Figure 1. A schematic illustration of the expression, glycosylation modification, lysosomal targeting and secretion of human lysosomal acid lipase (LAL) based on experimental evidence and knowledge on other soluble lysosomal hydrolases.

Human LAL consists of 399 amino acids (AAs).⁹ The first 27 AAs are predicted to be the signal peptide (SP) sequence.⁹ In many lysosomal proteins, the signal peptide directs their co-translational translocation to the endoplasmic reticulum (ER) for cleavage by the signal peptidase,¹¹ although the role of signal peptide sequence in LAL has not been experimental confirmed. The proprotein of 372 AAs after signal peptide cleavage undergo co-translational/post-translational glycosylation modification in the ER,^{9, 48} and then transport to Golgi for the addition of mannose 6-phophate (M6P),¹⁵ which is important for lysosomal targeting of the hydrolase.
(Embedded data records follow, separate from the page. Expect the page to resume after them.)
use std::sync::Arc;

use async_trait::async_trait;
use axum::{
    extract::{Request, State},
    http::HeaderMap,
    middleware::Next,
    response::Response,
};
use axum_extra::headers::{authorization::Bearer, Authorization, HeaderMapExt};
use serde_json::{json, Value};

use crate::{errors::AppError, AppState};

/// Decides whether an HTTP client may open a session, and what the session knows about it.
#[async_trait]
pub trait Authenticator: Send + Sync {
    async fn authenticate(&self, headers: &HeaderMap) -> Result<Value, AppError>;
}

/// The value an [`Authenticator`] produced for the current request.
#[derive(Debug, Clone)]
pub struct AuthContext(pub Value);

pub struct BearerTokenAuthenticator {
    token: Arc<str>,
}

impl BearerTokenAuthenticator {
    pub fn new(token: impl Into<String>) -> Self {
        Self {
            token: Arc::from(token.into()),
        }
    }
}

#[async_trait]
impl Authenticator for BearerTokenAuthenticator {
    async fn authenticate(&self, headers: &HeaderMap) -> Result<Value, AppError> {
        let Some(auth) = headers.typed_get::<Authorization<Bearer>>() else {
            return Err(AppError::unauthorized(
                "missing_token",
                "missing authorization header",
            ));
        };

        if auth.token() != self.token.as_ref() {
            return Err(AppError::unauthorized(
                "invalid_token",
                "invalid bearer token",
            ));
        }

        Ok(json!({ "scheme": "bearer" }))
    }
}

pub async fn require_authentication(
    State(state): State<AppState>,
    mut request: Request,
    next: Next,
) -> Result<Response, AppError> {
    if let Some(authenticator) = state.authenticator.as_ref() {
        let auth = authenticator.authenticate(request.headers()).await?;
        request.extensions_mut().insert(AuthContext(auth));
    }

    Ok(next.run(request).await)
}

#[cfg(test)]
mod tests {
    use axum::http::{header, HeaderValue};

    use super::*;

    fn headers_with(value: &'static str) -> HeaderMap {
        let mut headers = HeaderMap::new();
        headers.insert(header::AUTHORIZATION, HeaderValue::from_static(value));
        headers
    }

    #[tokio::test]
    async fn bearer_token_must_match() {
        let authenticator = BearerTokenAuthenticator::new("s3cret-token");

        let auth = authenticator
            .authenticate(&headers_with("Bearer s3cret-token"))
            .await
            .expect("valid token");
        assert_eq!(auth["scheme"], "bearer");

        let err = authenticator
            .authenticate(&headers_with("Bearer other"))
            .await
            .expect_err("wrong token");
        assert!(matches!(
            err,
            AppError::Unauthorized {
                code: "invalid_token",
                ..
            }
        ));

        let err = authenticator
            .authenticate(&HeaderMap::new())
            .await
            .expect_err("missing header");
        assert!(matches!(
            err,
            AppError::Unauthorized {
                code: "missing_token",
                ..
            }
        ));
    }
}
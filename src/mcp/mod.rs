//! Model Context Protocol (MCP) server handling and JSON-RPC implementations
//!
//! Provides the wire payload types, JSON-RPC envelope formatting, and the request router that
//! decodes, negotiates and dispatches every inbound message.

pub mod protocol;
pub mod rpc;
pub mod server;
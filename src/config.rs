use std::{env, net::SocketAddr, time::Duration};

use thiserror::Error;

use crate::{server::StartOptions, session::SessionConfig};

#[derive(Debug, Clone, Copy, PartialEq, Eq)]
pub enum TransportKind {
    Stdio,
    Sse,
}

#[derive(Debug, Clone)]
pub struct Config {
    pub transport: TransportKind,
    pub bind_addr: String,
    pub bind_port: u16,
    pub sse_endpoint: String,
    pub api_token: Option<String>,
    pub keepalive_ms: u64,
}

#[derive(Debug, Error)]
pub enum ConfigError {
    #[error("MCP_TRANSPORT must be `stdio` or `sse`, got `{0}`")]
    InvalidTransport(String),
    #[error("BIND_PORT must be a valid u16")]
    InvalidPort,
    #[error("invalid bind address or port")]
    InvalidSocket,
    #[error("MCP_SSE_ENDPOINT must start with `/`")]
    InvalidEndpoint,
    #[error("MCP_KEEPALIVE_MS must be a positive integer")]
    InvalidKeepalive,
}

impl Config {
    pub fn from_env() -> Result<Self, ConfigError> {
        Self::from_lookup(|key| env::var(key).ok())
    }

    /// Builds the configuration from any key lookup, `from_env` being the process environment.
    pub fn from_lookup<F>(lookup: F) -> Result<Self, ConfigError>
    where
        F: Fn(&str) -> Option<String>,
    {
        let value = |key: &str| {
            lookup(key)
                .map(|value| value.trim().to_string())
                .filter(|value| !value.is_empty())
        };

        let transport = match value("MCP_TRANSPORT").as_deref() {
            None | Some("stdio") => TransportKind::Stdio,
            Some("sse") => TransportKind::Sse,
            Some(other) => return Err(ConfigError::InvalidTransport(other.to_string())),
        };
        let bind_addr = value("BIND_ADDR").unwrap_or_else(|| "127.0.0.1".to_string());
        let bind_port = value("BIND_PORT")
            .map(|value| value.parse::<u16>().map_err(|_| ConfigError::InvalidPort))
            .transpose()?
            .unwrap_or(8080);
        let sse_endpoint = value("MCP_SSE_ENDPOINT").unwrap_or_else(|| "/sse".to_string());
        if !sse_endpoint.starts_with('/') {
            return Err(ConfigError::InvalidEndpoint);
        }
        let keepalive_ms = value("MCP_KEEPALIVE_MS")
            .map(|value| {
                value
                    .parse::<u64>()
                    .ok()
                    .filter(|ms| *ms > 0)
                    .ok_or(ConfigError::InvalidKeepalive)
            })
            .transpose()?
            .unwrap_or(1000);

        let config = Self {
            transport,
            bind_addr,
            bind_port,
            sse_endpoint,
            api_token: value("MCP_API_TOKEN"),
            keepalive_ms,
        };

        let _ = config.bind_socket()?;
        Ok(config)
    }

    pub fn bind_socket(&self) -> Result<SocketAddr, ConfigError> {
        format!("{}:{}", self.bind_addr, self.bind_port)
            .parse::<SocketAddr>()
            .map_err(|_| ConfigError::InvalidSocket)
    }

    pub fn start_options(&self) -> StartOptions {
        match self.transport {
            TransportKind::Stdio => StartOptions::Stdio,
            TransportKind::Sse => StartOptions::Sse {
                bind_addr: self.bind_addr.clone(),
                port: self.bind_port,
                endpoint: self.sse_endpoint.clone(),
            },
        }
    }

    pub fn session_config(&self) -> SessionConfig {
        SessionConfig {
            keepalive_interval: Duration::from_millis(self.keepalive_ms),
            ..SessionConfig::default()
        }
    }
}
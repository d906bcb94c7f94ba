//! Host-facing server: registration, start/stop and connection events

use std::{
    net::SocketAddr,
    sync::{
        atomic::{AtomicBool, Ordering},
        Arc, OnceLock,
    },
};

use thiserror::Error;
use tokio::{net::TcpListener, sync::broadcast};
use tokio_util::sync::CancellationToken;
use tracing::{error, info, warn};

use crate::{
    auth::Authenticator,
    build_app,
    domain::{
        prompts::Prompt,
        resources::{Resource, ResourceTemplate},
        tools::Tool,
    },
    pool::{ServerEvent, SessionPool},
    registry::{Registry, RegistryError},
    session::{Session, SessionConfig},
    transport::{StdioTransport, Transport},
    AppState,
};

/// Name, version and optional instructions reported to clients in `initialize`.
#[derive(Debug, Clone, PartialEq, Eq)]
pub struct ServerInfo {
    pub name: String,
    pub version: String,
    pub instructions: Option<String>,
}

impl ServerInfo {
    pub fn new(name: impl Into<String>, version: impl Into<String>) -> Self {
        Self {
            name: name.into(),
            version: version.into(),
            instructions: None,
        }
    }

    pub fn instructions(mut self, instructions: impl Into<String>) -> Self {
        self.instructions = Some(instructions.into());
        self
    }
}

#[derive(Debug, Clone, PartialEq, Eq)]
pub enum StartOptions {
    Stdio,
    Sse {
        bind_addr: String,
        port: u16,
        endpoint: String,
    },
}

#[derive(Debug, Error)]
pub enum ServerError {
    #[error("server is already started")]
    AlreadyStarted,
    #[error("invalid bind address `{0}`")]
    InvalidBindAddress(String),
    #[error("SSE endpoint `{0}` must start with `/`")]
    InvalidEndpoint(String),
    #[error("failed to bind listener: {0}")]
    Io(#[from] std::io::Error),
}

pub struct McpServer {
    info: Arc<ServerInfo>,
    registry: Registry,
    session_config: SessionConfig,
    authenticator: Option<Arc<dyn Authenticator>>,
    pool: SessionPool,
    started: AtomicBool,
    local_addr: OnceLock<SocketAddr>,
    shutdown: CancellationToken,
}

impl McpServer {
    pub fn new(info: ServerInfo) -> Self {
        Self {
            info: Arc::new(info),
            registry: Registry::default(),
            session_config: SessionConfig::default(),
            authenticator: None,
            pool: SessionPool::new(),
            started: AtomicBool::new(false),
            local_addr: OnceLock::new(),
            shutdown: CancellationToken::new(),
        }
    }

    pub fn session_config(mut self, config: SessionConfig) -> Self {
        self.session_config = config;
        self
    }

    /// Runs on every SSE connection; its value reaches tools as their session.
    pub fn authenticator(mut self, authenticator: Arc<dyn Authenticator>) -> Self {
        self.authenticator = Some(authenticator);
        self
    }

    pub fn add_tool(&mut self, tool: Tool) -> Result<&mut Self, RegistryError> {
        self.registry.add_tool(tool)?;
        Ok(self)
    }

    pub fn add_resource(&mut self, resource: Resource) -> Result<&mut Self, RegistryError> {
        self.registry.add_resource(resource)?;
        Ok(self)
    }

    pub fn add_resource_template(
        &mut self,
        template: ResourceTemplate,
    ) -> Result<&mut Self, RegistryError> {
        self.registry.add_resource_template(template)?;
        Ok(self)
    }

    pub fn add_prompt(&mut self, prompt: Prompt) -> Result<&mut Self, RegistryError> {
        self.registry.add_prompt(prompt)?;
        Ok(self)
    }

    pub fn subscribe(&self) -> broadcast::Receiver<ServerEvent> {
        self.pool.subscribe()
    }

    pub fn sessions(&self) -> Vec<Arc<Session>> {
        self.pool.sessions()
    }

    /// Address the SSE listener bound to, once started in SSE mode.
    pub fn local_addr(&self) -> Option<SocketAddr> {
        self.local_addr.get().copied()
    }

    /// Starts serving. Registrations made afterwards are not seen by clients.
    pub async fn start(&self, options: StartOptions) -> Result<(), ServerError> {
        if self.started.swap(true, Ordering::SeqCst) {
            return Err(ServerError::AlreadyStarted);
        }
        let registry = Arc::new(self.registry.clone());

        match options {
            StartOptions::Stdio => {
                self.start_stdio(registry);
                Ok(())
            }
            StartOptions::Sse {
                bind_addr,
                port,
                endpoint,
            } => {
                let result = self.start_sse(registry, &bind_addr, port, endpoint).await;
                if result.is_err() {
                    self.started.store(false, Ordering::SeqCst);
                }
                result
            }
        }
    }

    /// Closes every session and shuts the listener down.
    pub async fn stop(&self) {
        self.shutdown.cancel();
        self.pool.close_all().await;
        info!(name = %self.info.name, "server stopped");
    }

    /// Resolves once the server has been stopped, or the stdio peer went away.
    pub async fn stopped(&self) {
        self.shutdown.cancelled().await
    }

    fn start_stdio(&self, registry: Arc<Registry>) {
        let session = Session::new(
            registry,
            Arc::clone(&self.info),
            None,
            self.session_config.clone(),
        );
        let transport: Arc<dyn Transport> = Arc::new(StdioTransport::new());
        let pool = self.pool.clone();
        let shutdown = self.shutdown.clone();

        info!(name = %self.info.name, transport = "stdio", "server starting");
        tokio::spawn(async move {
            if let Err(err) = pool.open(Arc::clone(&session), transport).await {
                warn!(error = %err, "stdio session failed to open");
            }
            session.closed().await;
            shutdown.cancel();
        });
    }

    async fn start_sse(
        &self,
        registry: Arc<Registry>,
        bind_addr: &str,
        port: u16,
        endpoint: String,
    ) -> Result<(), ServerError> {
        if !endpoint.starts_with('/') {
            return Err(ServerError::InvalidEndpoint(endpoint));
        }
        let socket = format!("{bind_addr}:{port}")
            .parse::<SocketAddr>()
            .map_err(|_| ServerError::InvalidBindAddress(bind_addr.to_string()))?;

        let listener = TcpListener::bind(socket).await?;
        let local_addr = listener.local_addr()?;
        let _ = self.local_addr.set(local_addr);

        let state = AppState::new(
            registry,
            Arc::clone(&self.info),
            self.session_config.clone(),
            self.pool.clone(),
            self.authenticator.clone(),
            endpoint.clone(),
        );
        let app = build_app(state);
        let shutdown = self.shutdown.clone();

        info!(
            name = %self.info.name,
            transport = "sse",
            %local_addr,
            endpoint = %endpoint,
            "server starting"
        );
        tokio::spawn(async move {
            if let Err(err) = axum::serve(listener, app.into_make_service())
                .with_graceful_shutdown(shutdown.cancelled_owned())
                .await
            {
                error!(error = %err, "http server failed");
            }
        });
        Ok(())
    }
}

#[cfg(test)]
mod tests {
    use serde_json::Value;

    use super::*;
    use crate::{domain::content::ToolOutput, domain::tools::ToolContext, errors::HandlerError};

    fn noop_tool(name: &str) -> Tool {
        Tool::new(name, |_args: Value, _ctx: ToolContext| async {
            Ok::<_, HandlerError>(ToolOutput::Text(String::new()))
        })
    }

    #[test]
    fn registration_chains_and_rejects_duplicates() {
        let mut server = McpServer::new(ServerInfo::new("host", "1.0.0"));
        server
            .add_tool(noop_tool("a"))
            .and_then(|server| server.add_tool(noop_tool("b")))
            .expect("distinct tools register");

        let err = server
            .add_tool(noop_tool("a"))
            .err()
            .expect("duplicate tool");
        assert!(matches!(err, RegistryError::Duplicate { kind: "tool", .. }));
    }

    #[tokio::test]
    async fn sse_start_binds_and_stops() {
        let server = McpServer::new(ServerInfo::new("host", "1.0.0"));
        let options = StartOptions::Sse {
            bind_addr: "127.0.0.1".to_string(),
            port: 0,
            endpoint: "/sse".to_string(),
        };

        server.start(options.clone()).await.expect("start");
        assert!(server.local_addr().is_some_and(|addr| addr.port() != 0));
        assert!(matches!(
            server.start(options).await,
            Err(ServerError::AlreadyStarted)
        ));

        server.stop().await;
        server.stopped().await;
    }

    #[tokio::test]
    async fn sse_start_rejects_relative_endpoint() {
        let server = McpServer::new(ServerInfo::new("host", "1.0.0"));
        let err = server
            .start(StartOptions::Sse {
                bind_addr: "127.0.0.1".to_string(),
                port: 0,
                endpoint: "sse".to_string(),
            })
            .await
            .expect_err("relative endpoint");
        assert!(matches!(err, ServerError::InvalidEndpoint(_)));
    }
}
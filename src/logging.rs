use std::{io, time::Instant};

use axum::{
    extract::{Query, Request},
    http::Uri,
    middleware::Next,
    response::Response,
};
use tracing::{info, warn};
use tracing_subscriber::{fmt, EnvFilter};

use crate::http::handlers::MessageQuery;

/// Logs go to stderr; stdout belongs to the stdio transport.
pub fn init_logging() {
    let filter = EnvFilter::try_from_default_env().unwrap_or_else(|_| EnvFilter::new("info"));
    fmt()
        .with_env_filter(filter)
        .with_target(false)
        .with_writer(io::stderr)
        .compact()
        .init();
}

pub async fn request_logging_middleware(request: Request, next: Next) -> Response {
    let method = request.method().clone();
    let path = request.uri().path().to_string();
    let session_id = session_id_from(request.uri());
    let started_at = Instant::now();

    let response = next.run(request).await;
    let status = response.status();
    let elapsed_ms = started_at.elapsed().as_millis();

    info!(
        method = %method,
        path = %path,
        session_id = session_id.as_deref().unwrap_or("-"),
        status = status.as_u16(),
        duration_ms = elapsed_ms,
        "request summary"
    );

    if status.as_u16() == 401 {
        warn!(method = %method, path = %path, "authentication failure");
    }

    response
}

fn session_id_from(uri: &Uri) -> Option<String> {
    Query::<MessageQuery>::try_from_uri(uri)
        .ok()
        .map(|Query(query)| query.session_id)
}
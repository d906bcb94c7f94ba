//! Tool result normalization
//!
//! Tool handlers may return a plain string, a single content block, or a full result
//! envelope. Everything leaves the engine as a [`CallToolResult`].

use rust_mcp_sdk::schema::{CallToolResult, ContentBlock};
use thiserror::Error;

/// The shapes a tool handler is allowed to return.
#[derive(Debug, Clone)]
pub enum ToolOutput {
    Text(String),
    Content(ContentBlock),
    Result(CallToolResult),
}

#[derive(Debug, Clone, PartialEq, Eq, Error)]
pub enum NormalizeError {
    #[error("result envelope carries neither content nor structured content")]
    EmptyEnvelope,
}

impl From<String> for ToolOutput {
    fn from(text: String) -> Self {
        Self::Text(text)
    }
}

impl From<&str> for ToolOutput {
    fn from(text: &str) -> Self {
        Self::Text(text.to_string())
    }
}

impl From<ContentBlock> for ToolOutput {
    fn from(content: ContentBlock) -> Self {
        Self::Content(content)
    }
}

impl From<CallToolResult> for ToolOutput {
    fn from(result: CallToolResult) -> Self {
        Self::Result(result)
    }
}

/// Wraps bare text and single blocks; a prebuilt envelope is checked and returned as is.
///
/// An envelope must say something: at least one content block, or structured content.
pub fn normalize(output: ToolOutput) -> Result<CallToolResult, NormalizeError> {
    match output {
        ToolOutput::Text(text) => Ok(CallToolResult::from_content(vec![
            ContentBlock::text_content(text),
        ])),
        ToolOutput::Content(content) => Ok(CallToolResult::from_content(vec![content])),
        ToolOutput::Result(result) => {
            if result.content.is_empty() && result.structured_content.is_none() {
                return Err(NormalizeError::EmptyEnvelope);
            }
            Ok(result)
        }
    }
}
#[cfg(test)]
mod tests {
    use serde_json::json;

    use super::*;
    use crate::transport::MemoryTransport;

    fn test_session() -> Arc<Session> {
        Session::new(
            Arc::new(Registry::default()),
            Arc::new(ServerInfo::new("test-server", "1.0.0")),
            None,
            SessionConfig::default(),
        )
    }

    async fn next_message(client: &MemoryTransport) -> Value {
        client.recv().await.expect("recv").expect("message")
    }

    /// Skips keepalive pings, answering them, until a non-ping message arrives.
    async fn next_non_ping(client: &MemoryTransport) -> Value {
        loop {
            let message = next_message(client).await;
            if message["method"] == "ping" {
                client
                    .send(json!({"jsonrpc": "2.0", "id": message["id"], "result": {}}))
                    .await
                    .expect("answer ping");
                continue;
            }
            return message;
        }
    }

    fn initialize_request(capabilities: Value) -> Value {
        json!({
            "jsonrpc": "2.0",
            "id": 1,
            "method": "initialize",
            "params": {
                "protocolVersion": "2025-03-26",
                "capabilities": capabilities,
                "clientInfo": {"name": "test-client", "version": "0.1.0"}
            }
        })
    }

    #[tokio::test(start_paused = true)]
    async fn second_connect_is_rejected() {
        let session = test_session();
        let (_client, server) = MemoryTransport::pair();
        session.connect(Arc::new(server)).await.expect("first connect");

        let (_other_client, other_server) = MemoryTransport::pair();
        let err = session
            .connect(Arc::new(other_server))
            .await
            .expect_err("second connect");
        assert_eq!(err, SessionError::AlreadyConnected);
        session.close().await;
    }

    #[tokio::test]
    async fn connect_after_close_is_rejected_and_close_is_idempotent() {
        let session = test_session();
        session.close().await;
        session.close().await;

        let (_client, server) = MemoryTransport::pair();
        let err = session
            .connect(Arc::new(server))
            .await
            .expect_err("closed session");
        assert_eq!(err, SessionError::SessionClosed);
        assert_eq!(session.state(), SessionState::Closed);
    }

    #[tokio::test(start_paused = true)]
    async fn negotiation_fetches_roots_when_client_supports_them() {
        let session = test_session();
        let (client, server) = MemoryTransport::pair();
        let connecting = {
            let session = Arc::clone(&session);
            tokio::spawn(async move { session.connect(Arc::new(server)).await })
        };

        client
            .send(initialize_request(json!({"roots": {"listChanged": true}})))
            .await
            .expect("send initialize");
        let response = next_message(&client).await;
        assert_eq!(response["id"], 1);
        assert_eq!(response["result"]["protocolVersion"], "2025-03-26");

        let roots_request = next_message(&client).await;
        assert_eq!(roots_request["method"], "roots/list");
        client
            .send(json!({
                "jsonrpc": "2.0",
                "id": roots_request["id"],
                "result": {"roots": [{"uri": "file:///workspace", "name": "workspace"}]}
            }))
            .await
            .expect("send roots");

        connecting.await.expect("join").expect("connect");
        assert_eq!(session.state(), SessionState::Active);
        assert_eq!(session.roots()[0].uri, "file:///workspace");
        assert_eq!(
            session.client_info().map(|info| info.name.as_str()),
            Some("test-client")
        );
        session.close().await;
    }

    #[tokio::test(start_paused = true)]
    async fn missing_capabilities_do_not_block_activation() {
        let session = test_session();
        let (client, server) = MemoryTransport::pair();

        session.connect(Arc::new(server)).await.expect("connect");
        assert_eq!(session.state(), SessionState::Active);
        assert!(session.client_capabilities().is_none());

        let ping = next_message(&client).await;
        assert_eq!(ping["method"], "ping");
        session.close().await;
    }

    #[tokio::test(start_paused = true)]
    async fn unanswered_keepalive_reports_error_without_closing() {
        let session = Session::new(
            Arc::new(Registry::default()),
            Arc::new(ServerInfo::new("test-server", "1.0.0")),
            None,
            SessionConfig {
                request_timeout: Duration::from_millis(200),
                ..SessionConfig::default()
            },
        );
        let mut events = session.subscribe();
        let (client, server) = MemoryTransport::pair();
        session.connect(Arc::new(server)).await.expect("connect");

        let ping = next_message(&client).await;
        assert_eq!(ping["method"], "ping");

        let event = events.recv().await.expect("event");
        assert!(matches!(event, SessionEvent::Error(_)));
        assert_eq!(session.state(), SessionState::Active);
        session.close().await;
    }

    #[tokio::test(start_paused = true)]
    async fn roots_list_changed_refetches_and_emits_event() {
        let session = test_session();
        let mut events = session.subscribe();
        let (client, server) = MemoryTransport::pair();
        session.connect(Arc::new(server)).await.expect("connect");

        client
            .send(json!({"jsonrpc": "2.0", "method": "notifications/roots/list_changed"}))
            .await
            .expect("notify");

        let request = next_non_ping(&client).await;
        assert_eq!(request["method"], "roots/list");
        client
            .send(json!({
                "jsonrpc": "2.0",
                "id": request["id"],
                "result": {"roots": [{"uri": "file:///repo"}]}
            }))
            .await
            .expect("answer roots");

        loop {
            match events.recv().await.expect("event") {
                SessionEvent::RootsChanged(roots) => {
                    assert_eq!(roots.len(), 1);
                    assert_eq!(roots[0].uri, "file:///repo");
                    assert_eq!(roots[0].name, None);
                    break;
                }
                SessionEvent::Error(_) => continue,
            }
        }
        assert_eq!(session.roots().len(), 1);
        session.close().await;
    }

    #[tokio::test(start_paused = true)]
    async fn transport_end_closes_session() {
        let session = test_session();
        let (client, server) = MemoryTransport::pair();
        session.connect(Arc::new(server)).await.expect("connect");

        client.close().await.expect("close client");
        session.closed().await;
        assert_eq!(session.state(), SessionState::Closed);
    }

    #[tokio::test(start_paused = true)]
    async fn requests_are_answered_over_the_transport() {
        let session = test_session();
        let (client, server) = MemoryTransport::pair();
        session.connect(Arc::new(server)).await.expect("connect");

        client
            .send(json!({"jsonrpc": "2.0", "id": 9, "method": "no/such/method"}))
            .await
            .expect("send");
        let response = next_non_ping(&client).await;
        assert_eq!(response["error"]["code"], -32601);
        session.close().await;
    }

    #[tokio::test(start_paused = true)]
    async fn panicking_handler_leaves_session_active() {
        use crate::{
            domain::resources::{Resource, ResourceOutput},
            errors::HandlerError,
        };

        let mut registry = Registry::default();
        registry
            .add_resource(Resource::new("file:///flaky", "Flaky", || async {
                if true {
                    panic!("disk vanished");
                }
                Ok::<_, HandlerError>(ResourceOutput::from("unreachable"))
            }))
            .expect("register resource");
        let session = Session::new(
            Arc::new(registry),
            Arc::new(ServerInfo::new("test-server", "1.0.0")),
            None,
            SessionConfig::default(),
        );
        let (client, server) = MemoryTransport::pair();
        session.connect(Arc::new(server)).await.expect("connect");

        client
            .send(json!({
                "jsonrpc": "2.0",
                "id": 1,
                "method": "resources/read",
                "params": {"uri": "file:///flaky"}
            }))
            .await
            .expect("send read");
        let response = next_non_ping(&client).await;
        assert_eq!(response["id"], 1);
        assert_eq!(response["error"]["code"], -32603);

        client
            .send(json!({"jsonrpc": "2.0", "id": 2, "method": "ping"}))
            .await
            .expect("send ping");
        let pong = next_non_ping(&client).await;
        assert_eq!(pong["id"], 2);
        assert_eq!(session.state(), SessionState::Active);
        session.close().await;
    }
}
It is postulated that the 372 AA proprotein undergoes cleavage of the first N-terminal 49 AAs to form the mature lipase of 323 AAs, which is enzymatically active as suggested by size-exclusion chromatography.⁹ Extracellular LAL with M6P modification can be taken up by other cells through M6P receptor-mediated endocytosis, and remain catalytically active.^15–17 The functional significance of signal peptide sequence, the intracellular location where the proprotein cleavage occurs, and the secretory pathway of mature LAL remain to be further characterized.